Assignment | For each line in the data below, write an exact copy.

(Saved data entries)
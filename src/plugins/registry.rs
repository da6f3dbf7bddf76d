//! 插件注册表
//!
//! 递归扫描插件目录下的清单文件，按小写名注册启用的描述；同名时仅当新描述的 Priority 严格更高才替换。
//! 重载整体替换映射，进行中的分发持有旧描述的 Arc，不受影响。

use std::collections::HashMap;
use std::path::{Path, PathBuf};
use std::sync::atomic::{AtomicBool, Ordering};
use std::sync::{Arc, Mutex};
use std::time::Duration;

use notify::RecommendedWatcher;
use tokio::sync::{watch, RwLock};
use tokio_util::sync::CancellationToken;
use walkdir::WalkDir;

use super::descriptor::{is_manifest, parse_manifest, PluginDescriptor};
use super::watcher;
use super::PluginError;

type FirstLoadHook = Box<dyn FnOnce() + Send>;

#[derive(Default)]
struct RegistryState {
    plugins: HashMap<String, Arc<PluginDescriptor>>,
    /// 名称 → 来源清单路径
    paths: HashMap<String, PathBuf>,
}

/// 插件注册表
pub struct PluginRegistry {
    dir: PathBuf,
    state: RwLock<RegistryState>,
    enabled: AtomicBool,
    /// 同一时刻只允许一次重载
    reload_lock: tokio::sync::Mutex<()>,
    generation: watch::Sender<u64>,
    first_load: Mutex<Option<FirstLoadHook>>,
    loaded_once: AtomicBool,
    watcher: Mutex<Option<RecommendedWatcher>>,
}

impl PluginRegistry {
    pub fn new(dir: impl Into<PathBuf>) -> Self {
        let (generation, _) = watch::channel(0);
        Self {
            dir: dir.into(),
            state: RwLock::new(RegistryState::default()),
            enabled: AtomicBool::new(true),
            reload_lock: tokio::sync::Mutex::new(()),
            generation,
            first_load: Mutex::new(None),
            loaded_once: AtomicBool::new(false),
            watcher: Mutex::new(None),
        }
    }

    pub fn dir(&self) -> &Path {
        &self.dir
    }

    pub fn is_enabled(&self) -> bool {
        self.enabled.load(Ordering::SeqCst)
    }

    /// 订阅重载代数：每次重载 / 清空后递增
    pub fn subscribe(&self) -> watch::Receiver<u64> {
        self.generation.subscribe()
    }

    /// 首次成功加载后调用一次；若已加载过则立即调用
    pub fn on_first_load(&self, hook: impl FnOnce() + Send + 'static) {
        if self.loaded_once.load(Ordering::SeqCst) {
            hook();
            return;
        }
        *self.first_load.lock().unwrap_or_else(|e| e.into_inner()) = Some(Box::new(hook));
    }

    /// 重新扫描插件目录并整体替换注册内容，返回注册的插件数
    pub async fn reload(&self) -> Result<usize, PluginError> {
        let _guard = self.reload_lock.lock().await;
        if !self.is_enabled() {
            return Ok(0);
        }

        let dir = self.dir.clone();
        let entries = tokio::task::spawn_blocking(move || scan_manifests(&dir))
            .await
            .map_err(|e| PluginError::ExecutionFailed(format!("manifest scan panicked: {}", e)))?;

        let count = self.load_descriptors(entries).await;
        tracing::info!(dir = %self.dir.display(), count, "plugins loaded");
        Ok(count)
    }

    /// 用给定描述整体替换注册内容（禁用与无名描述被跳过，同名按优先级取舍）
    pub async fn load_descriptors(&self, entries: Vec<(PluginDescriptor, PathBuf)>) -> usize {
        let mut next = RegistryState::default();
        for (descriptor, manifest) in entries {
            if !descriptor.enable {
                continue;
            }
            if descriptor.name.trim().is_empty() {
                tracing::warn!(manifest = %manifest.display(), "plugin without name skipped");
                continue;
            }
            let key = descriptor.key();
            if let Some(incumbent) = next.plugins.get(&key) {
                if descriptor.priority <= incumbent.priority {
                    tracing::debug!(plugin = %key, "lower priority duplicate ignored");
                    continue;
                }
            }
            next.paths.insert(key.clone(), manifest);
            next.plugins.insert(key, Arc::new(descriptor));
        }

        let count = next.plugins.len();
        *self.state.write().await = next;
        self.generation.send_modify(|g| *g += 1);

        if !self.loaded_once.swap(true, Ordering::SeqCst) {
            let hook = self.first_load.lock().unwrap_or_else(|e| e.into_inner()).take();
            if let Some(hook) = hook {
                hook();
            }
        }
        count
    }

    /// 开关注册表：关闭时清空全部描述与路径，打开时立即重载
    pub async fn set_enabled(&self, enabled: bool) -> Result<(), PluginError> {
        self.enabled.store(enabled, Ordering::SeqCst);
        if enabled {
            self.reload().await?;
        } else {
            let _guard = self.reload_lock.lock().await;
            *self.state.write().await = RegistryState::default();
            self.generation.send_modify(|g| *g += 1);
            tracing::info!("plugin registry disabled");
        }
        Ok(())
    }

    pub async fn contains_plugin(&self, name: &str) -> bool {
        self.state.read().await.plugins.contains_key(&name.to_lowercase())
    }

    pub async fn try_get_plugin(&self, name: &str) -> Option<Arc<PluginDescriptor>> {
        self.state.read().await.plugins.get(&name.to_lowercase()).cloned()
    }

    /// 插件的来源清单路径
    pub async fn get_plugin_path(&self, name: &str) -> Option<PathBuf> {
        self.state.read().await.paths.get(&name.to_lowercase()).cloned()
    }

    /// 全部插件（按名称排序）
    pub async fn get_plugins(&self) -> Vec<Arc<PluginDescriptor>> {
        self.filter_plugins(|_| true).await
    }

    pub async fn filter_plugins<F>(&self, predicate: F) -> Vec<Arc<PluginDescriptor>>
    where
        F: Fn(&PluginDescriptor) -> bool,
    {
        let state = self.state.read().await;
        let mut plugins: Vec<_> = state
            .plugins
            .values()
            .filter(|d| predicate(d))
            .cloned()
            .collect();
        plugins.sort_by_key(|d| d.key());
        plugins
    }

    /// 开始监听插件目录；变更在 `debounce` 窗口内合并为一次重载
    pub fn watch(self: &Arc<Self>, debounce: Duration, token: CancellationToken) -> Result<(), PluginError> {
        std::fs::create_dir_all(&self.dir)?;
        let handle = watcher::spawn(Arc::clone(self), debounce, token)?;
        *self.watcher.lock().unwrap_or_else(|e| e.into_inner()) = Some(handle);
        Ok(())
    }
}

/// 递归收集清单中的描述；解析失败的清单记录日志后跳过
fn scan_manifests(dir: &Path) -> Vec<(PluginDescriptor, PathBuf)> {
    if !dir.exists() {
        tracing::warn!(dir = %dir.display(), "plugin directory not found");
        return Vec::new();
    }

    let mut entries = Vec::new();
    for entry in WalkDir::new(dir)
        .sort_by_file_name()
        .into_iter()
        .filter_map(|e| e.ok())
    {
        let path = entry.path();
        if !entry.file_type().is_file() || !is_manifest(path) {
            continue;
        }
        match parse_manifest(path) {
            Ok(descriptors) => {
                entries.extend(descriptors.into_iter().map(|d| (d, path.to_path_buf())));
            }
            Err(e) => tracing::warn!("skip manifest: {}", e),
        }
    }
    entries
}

Result of the task |
filename src/plugins/registry.rs
repository da6f3dbf7bddf76d
//! 插件注册表
//!
//! 递归扫描插件目录下的清单文件，按小写名注册启用的描述；同名时仅当新描述的 Priority 严格更高才替换。
//! 重载整体替换映射，进行中的分发持有旧描述的 Arc，不受影响。

use std::collections::HashMap;
use std::path::{Path, PathBuf};
use std::sync::atomic::{AtomicBool, Ordering};
use std::sync::{Arc, Mutex};
use std::time::Duration;

use notify::RecommendedWatcher;
use tokio::sync::{watch, RwLock};
use tokio_util::sync::CancellationToken;
use walkdir::WalkDir;

use super::descriptor::{is_manifest, parse_manifest, PluginDescriptor};
use super::watcher;
use super::PluginError;

type FirstLoadHook = Box<dyn FnOnce() + Send>;

#[derive(Default)]
struct RegistryState {
    plugins: HashMap<String, Arc<PluginDescriptor>>,
    /// 名称 → 来源清单路径
    paths: HashMap<String, PathBuf>,
}

/// 插件注册表
pub struct PluginRegistry {
    dir: PathBuf,
    state: RwLock<RegistryState>,
    enabled: AtomicBool,
    /// 同一时刻只允许一次重载
    reload_lock: tokio::sync::Mutex<()>,
    generation: watch::Sender<u64>,
    first_load: Mutex<Option<FirstLoadHook>>,
    loaded_once: AtomicBool,
    watcher: Mutex<Option<RecommendedWatcher>>,
}

impl PluginRegistry {
    pub fn new(dir: impl Into<PathBuf>) -> Self {
        let (generation, _) = watch::channel(0);
        Self {
            dir: dir.into(),
            state: RwLock::new(RegistryState::default()),
            enabled: AtomicBool::new(true),
            reload_lock: tokio::sync::Mutex::new(()),
            generation,
            first_load: Mutex::new(None),
            loaded_once: AtomicBool::new(false),
            watcher: Mutex::new(None),
        }
    }

    pub fn dir(&self) -> &Path {
        &self.dir
    }

    pub fn is_enabled(&self) -> bool {
        self.enabled.load(Ordering::SeqCst)
    }

    /// 订阅重载代数：每次重载 / 清空后递增
    pub fn subscribe(&self) -> watch::Receiver<u64> {
        self.generation.subscribe()
    }

    /// 首次成功加载后调用一次；若已加载过则立即调用
    pub fn on_first_load(&self, hook: impl FnOnce() + Send + 'static) {
        if self.loaded_once.load(Ordering::SeqCst) {
            hook();
            return;
        }
        *self.first_load.lock().unwrap_or_else(|e| e.into_inner()) = Some(Box::new(hook));
    }

    /// 重新扫描插件目录并整体替换注册内容，返回注册的插件数
    pub async fn reload(&self) -> Result<usize, PluginError> {
        let _guard = self.reload_lock.lock().await;
        if !self.is_enabled() {
            return Ok(0);
        }

        let dir = self.dir.clone();
        let entries = tokio::task::spawn_blocking(move || scan_manifests(&dir))
            .await
            .map_err(|e| PluginError::ExecutionFailed(format!("manifest scan panicked: {}", e)))?;

        let count = self.load_descriptors(entries).await;
        tracing::info!(dir = %self.dir.display(), count, "plugins loaded");
        Ok(count)
    }

    /// 用给定描述整体替换注册内容（禁用与无名描述被跳过，同名按优先级取舍）
    pub async fn load_descriptors(&self, entries: Vec<(PluginDescriptor, PathBuf)>) -> usize {
        let mut next = RegistryState::default();
        for (descriptor, manifest) in entries {
            if !descriptor.enable {
                continue;
            }
            if descriptor.name.trim().is_empty() {
                tracing::warn!(manifest = %manifest.display(), "plugin without name skipped");
                continue;
            }
            let key = descriptor.key();
            if let Some(incumbent) = next.plugins.get(&key) {
                if descriptor.priority <= incumbent.priority {
                    tracing::debug!(plugin = %key, "lower priority duplicate ignored");
                    continue;
                }
            }
            next.paths.insert(key.clone(), manifest);
            next.plugins.insert(key, Arc::new(descriptor));
        }

        let count = next.plugins.len();
        *self.state.write().await = next;
        self.generation.send_modify(|g| *g += 1);

        if !self.loaded_once.swap(true, Ordering::SeqCst) {
            let hook = self.first_load.lock().unwrap_or_else(|e| e.into_inner()).take();
            if let Some(hook) = hook {
                hook();
            }
        }
        count
    }

    /// 开关注册表：关闭时清空全部描述与路径，打开时立即重载
    pub async fn set_enabled(&self, enabled: bool) -> Result<(), PluginError> {
        self.enabled.store(enabled, Ordering::SeqCst);
        if enabled {
            self.reload().await?;
        } else {
            let _guard = self.reload_lock.lock().await;
            *self.state.write().await = RegistryState::default();
            self.generation.send_modify(|g| *g += 1);
            tracing::info!("plugin registry disabled");
        }
        Ok(())
    }

    pub async fn contains_plugin(&self, name: &str) -> bool {
        self.state.read().await.plugins.contains_key(&name.to_lowercase())
    }

    pub async fn try_get_plugin(&self, name: &str) -> Option<Arc<PluginDescriptor>> {
        self.state.read().await.plugins.get(&name.to_lowercase()).cloned()
    }

    /// 插件的来源清单路径
    pub async fn get_plugin_path(&self, name: &str) -> Option<PathBuf> {
        self.state.read().await.paths.get(&name.to_lowercase()).cloned()
    }

    /// 全部插件（按名称排序）
    pub async fn get_plugins(&self) -> Vec<Arc<PluginDescriptor>> {
        self.filter_plugins(|_| true).await
    }

    pub async fn filter_plugins<F>(&self, predicate: F) -> Vec<Arc<PluginDescriptor>>
    where
        F: Fn(&PluginDescriptor) -> bool,
    {
        let state = self.state.read().await;
        let mut plugins: Vec<_> = state
            .plugins
            .values()
            .filter(|d| predicate(d))
            .cloned()
            .collect();
        plugins.sort_by_key(|d| d.key());
        plugins
    }

    /// 开始监听插件目录；变更在 `debounce` 窗口内合并为一次重载
    pub fn watch(self: &Arc<Self>, debounce: Duration, token: CancellationToken) -> Result<(), PluginError> {
        std::fs::create_dir_all(&self.dir)?;
        let handle = watcher::spawn(Arc::clone(self), debounce, token)?;
        *self.watcher.lock().unwrap_or_else(|e| e.into_inner()) = Some(handle);
        Ok(())
    }
}

/// 递归收集清单中的描述；解析失败的清单记录日志后跳过
fn scan_manifests(dir: &Path) -> Vec<(PluginDescriptor, PathBuf)> {
    if !dir.exists() {
        tracing::warn!(dir = %dir.display(), "plugin directory not found");
        return Vec::new();
    }

    let mut entries = Vec::new();
    for entry in WalkDir::new(dir)
        .sort_by_file_name()
        .into_iter()
        .filter_map(|e| e.ok())
    {
        let path = entry.path();
        if !entry.file_type().is_file() || !is_manifest(path) {
            continue;
        }
        match parse_manifest(path) {
            Ok(descriptors) => {
                entries.extend(descriptors.into_iter().map(|d| (d, path.to_path_buf())));
            }
            Err(e) => tracing::warn!("skip manifest: {}", e),
        }
    }
    entries
}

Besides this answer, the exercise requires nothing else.